DATASET EXCERPTS
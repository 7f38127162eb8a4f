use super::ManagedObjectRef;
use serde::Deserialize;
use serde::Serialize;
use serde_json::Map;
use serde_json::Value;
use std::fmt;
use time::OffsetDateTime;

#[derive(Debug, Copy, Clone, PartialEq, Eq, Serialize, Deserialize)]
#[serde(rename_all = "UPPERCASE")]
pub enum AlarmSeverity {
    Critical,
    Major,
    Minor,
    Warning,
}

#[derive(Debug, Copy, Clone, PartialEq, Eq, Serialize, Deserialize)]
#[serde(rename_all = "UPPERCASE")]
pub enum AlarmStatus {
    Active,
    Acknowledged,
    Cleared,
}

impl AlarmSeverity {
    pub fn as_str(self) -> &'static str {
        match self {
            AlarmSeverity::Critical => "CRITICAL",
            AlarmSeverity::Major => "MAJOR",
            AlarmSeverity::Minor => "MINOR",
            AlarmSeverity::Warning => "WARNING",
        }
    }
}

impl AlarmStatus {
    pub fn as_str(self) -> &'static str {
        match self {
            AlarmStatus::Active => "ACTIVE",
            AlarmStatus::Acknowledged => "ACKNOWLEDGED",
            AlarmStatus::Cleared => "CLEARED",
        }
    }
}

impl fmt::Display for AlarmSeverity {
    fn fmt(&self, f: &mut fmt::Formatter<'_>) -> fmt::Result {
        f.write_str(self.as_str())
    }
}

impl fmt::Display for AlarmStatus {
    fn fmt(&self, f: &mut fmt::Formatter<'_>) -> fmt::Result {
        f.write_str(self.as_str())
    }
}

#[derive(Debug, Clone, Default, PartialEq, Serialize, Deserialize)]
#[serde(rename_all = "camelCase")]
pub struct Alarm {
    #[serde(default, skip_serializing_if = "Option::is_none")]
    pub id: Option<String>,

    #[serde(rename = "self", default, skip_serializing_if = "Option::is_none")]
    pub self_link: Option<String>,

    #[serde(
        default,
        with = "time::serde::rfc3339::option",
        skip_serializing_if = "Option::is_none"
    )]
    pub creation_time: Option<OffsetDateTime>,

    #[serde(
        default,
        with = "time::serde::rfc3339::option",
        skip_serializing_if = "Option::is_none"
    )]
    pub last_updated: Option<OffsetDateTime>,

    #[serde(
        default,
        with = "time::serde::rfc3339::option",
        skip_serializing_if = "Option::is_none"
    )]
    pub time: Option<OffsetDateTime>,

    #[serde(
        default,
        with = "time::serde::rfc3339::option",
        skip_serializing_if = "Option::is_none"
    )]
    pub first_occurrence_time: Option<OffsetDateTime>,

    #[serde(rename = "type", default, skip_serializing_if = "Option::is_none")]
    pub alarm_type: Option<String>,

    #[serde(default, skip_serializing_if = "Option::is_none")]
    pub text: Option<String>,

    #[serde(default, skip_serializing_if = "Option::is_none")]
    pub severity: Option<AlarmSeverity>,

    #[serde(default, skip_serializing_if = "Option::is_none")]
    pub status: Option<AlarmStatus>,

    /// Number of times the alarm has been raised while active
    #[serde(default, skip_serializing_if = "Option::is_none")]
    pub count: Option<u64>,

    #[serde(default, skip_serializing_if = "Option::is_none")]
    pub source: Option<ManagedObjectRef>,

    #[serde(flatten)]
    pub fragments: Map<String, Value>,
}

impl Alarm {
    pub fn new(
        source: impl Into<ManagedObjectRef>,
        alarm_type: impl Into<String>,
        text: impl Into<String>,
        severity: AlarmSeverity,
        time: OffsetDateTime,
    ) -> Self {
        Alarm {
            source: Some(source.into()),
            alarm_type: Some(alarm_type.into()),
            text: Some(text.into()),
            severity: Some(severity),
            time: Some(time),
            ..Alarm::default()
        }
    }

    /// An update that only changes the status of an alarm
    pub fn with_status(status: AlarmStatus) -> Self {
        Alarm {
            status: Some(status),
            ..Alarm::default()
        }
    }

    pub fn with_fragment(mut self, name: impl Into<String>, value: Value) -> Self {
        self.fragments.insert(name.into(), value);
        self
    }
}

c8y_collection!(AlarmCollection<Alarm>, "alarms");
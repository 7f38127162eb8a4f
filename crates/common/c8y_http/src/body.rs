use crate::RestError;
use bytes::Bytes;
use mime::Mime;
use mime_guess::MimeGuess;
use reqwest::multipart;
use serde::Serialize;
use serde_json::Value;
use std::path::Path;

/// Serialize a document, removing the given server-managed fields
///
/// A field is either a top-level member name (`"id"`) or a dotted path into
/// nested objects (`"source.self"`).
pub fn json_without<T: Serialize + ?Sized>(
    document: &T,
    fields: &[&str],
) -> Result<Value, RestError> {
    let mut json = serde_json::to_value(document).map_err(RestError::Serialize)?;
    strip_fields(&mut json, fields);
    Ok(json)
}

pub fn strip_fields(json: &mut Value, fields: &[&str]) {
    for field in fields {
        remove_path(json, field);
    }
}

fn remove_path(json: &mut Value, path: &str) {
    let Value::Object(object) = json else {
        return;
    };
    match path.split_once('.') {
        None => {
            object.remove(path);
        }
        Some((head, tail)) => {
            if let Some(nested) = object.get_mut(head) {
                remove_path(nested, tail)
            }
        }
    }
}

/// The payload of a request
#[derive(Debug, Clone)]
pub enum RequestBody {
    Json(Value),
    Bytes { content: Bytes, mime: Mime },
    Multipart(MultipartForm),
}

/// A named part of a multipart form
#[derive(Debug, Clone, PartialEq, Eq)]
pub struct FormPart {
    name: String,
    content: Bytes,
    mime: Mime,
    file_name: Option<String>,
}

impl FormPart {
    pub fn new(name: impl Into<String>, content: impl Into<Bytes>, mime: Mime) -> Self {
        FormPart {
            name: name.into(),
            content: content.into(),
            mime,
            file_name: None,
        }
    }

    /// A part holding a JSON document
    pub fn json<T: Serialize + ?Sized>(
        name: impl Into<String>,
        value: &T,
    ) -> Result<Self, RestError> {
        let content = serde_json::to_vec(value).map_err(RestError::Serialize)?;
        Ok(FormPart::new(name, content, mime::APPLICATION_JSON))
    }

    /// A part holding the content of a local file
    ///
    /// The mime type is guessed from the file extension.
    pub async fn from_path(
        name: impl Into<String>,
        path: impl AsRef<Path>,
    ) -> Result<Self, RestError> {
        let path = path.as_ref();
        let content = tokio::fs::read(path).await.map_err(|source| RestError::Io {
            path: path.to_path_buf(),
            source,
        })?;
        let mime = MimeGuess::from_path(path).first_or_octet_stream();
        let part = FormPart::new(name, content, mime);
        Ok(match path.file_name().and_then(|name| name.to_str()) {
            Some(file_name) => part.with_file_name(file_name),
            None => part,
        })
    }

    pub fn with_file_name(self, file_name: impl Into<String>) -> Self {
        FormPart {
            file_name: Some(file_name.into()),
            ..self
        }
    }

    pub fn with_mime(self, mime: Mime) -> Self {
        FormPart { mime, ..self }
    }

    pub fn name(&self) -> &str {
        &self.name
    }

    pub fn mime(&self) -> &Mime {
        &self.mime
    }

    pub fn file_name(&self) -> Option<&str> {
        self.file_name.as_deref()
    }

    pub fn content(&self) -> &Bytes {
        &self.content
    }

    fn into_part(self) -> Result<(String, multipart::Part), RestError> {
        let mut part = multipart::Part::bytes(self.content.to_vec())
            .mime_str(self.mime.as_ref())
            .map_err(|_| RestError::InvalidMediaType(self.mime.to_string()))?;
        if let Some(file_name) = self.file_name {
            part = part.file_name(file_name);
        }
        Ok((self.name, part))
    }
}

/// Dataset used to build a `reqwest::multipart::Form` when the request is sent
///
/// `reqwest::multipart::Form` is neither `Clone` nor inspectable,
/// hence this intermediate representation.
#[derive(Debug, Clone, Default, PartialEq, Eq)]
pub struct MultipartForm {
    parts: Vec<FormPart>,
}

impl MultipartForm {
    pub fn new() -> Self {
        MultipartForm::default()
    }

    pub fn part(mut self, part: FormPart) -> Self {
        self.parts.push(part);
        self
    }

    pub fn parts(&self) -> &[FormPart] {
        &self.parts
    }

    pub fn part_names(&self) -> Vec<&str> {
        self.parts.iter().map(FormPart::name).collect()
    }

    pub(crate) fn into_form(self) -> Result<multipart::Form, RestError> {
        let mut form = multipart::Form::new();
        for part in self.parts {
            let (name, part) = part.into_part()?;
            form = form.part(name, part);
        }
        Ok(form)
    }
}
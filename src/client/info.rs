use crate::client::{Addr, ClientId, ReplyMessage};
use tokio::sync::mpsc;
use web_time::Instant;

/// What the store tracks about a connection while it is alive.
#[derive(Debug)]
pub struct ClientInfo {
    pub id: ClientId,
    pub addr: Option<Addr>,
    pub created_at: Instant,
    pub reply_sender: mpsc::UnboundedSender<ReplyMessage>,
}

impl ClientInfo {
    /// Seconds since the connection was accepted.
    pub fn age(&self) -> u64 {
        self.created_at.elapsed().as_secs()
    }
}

YOUR GOAL
Please copy out each line in the entries that mentions the string "OffsetDateTime".

RESPONSE TO THIS EXERCISE
use time::OffsetDateTime;
    pub creation_time: Option<OffsetDateTime>,
    pub last_updated: Option<OffsetDateTime>,
    pub time: Option<OffsetDateTime>,
    pub first_occurrence_time: Option<OffsetDateTime>,
        time: OffsetDateTime,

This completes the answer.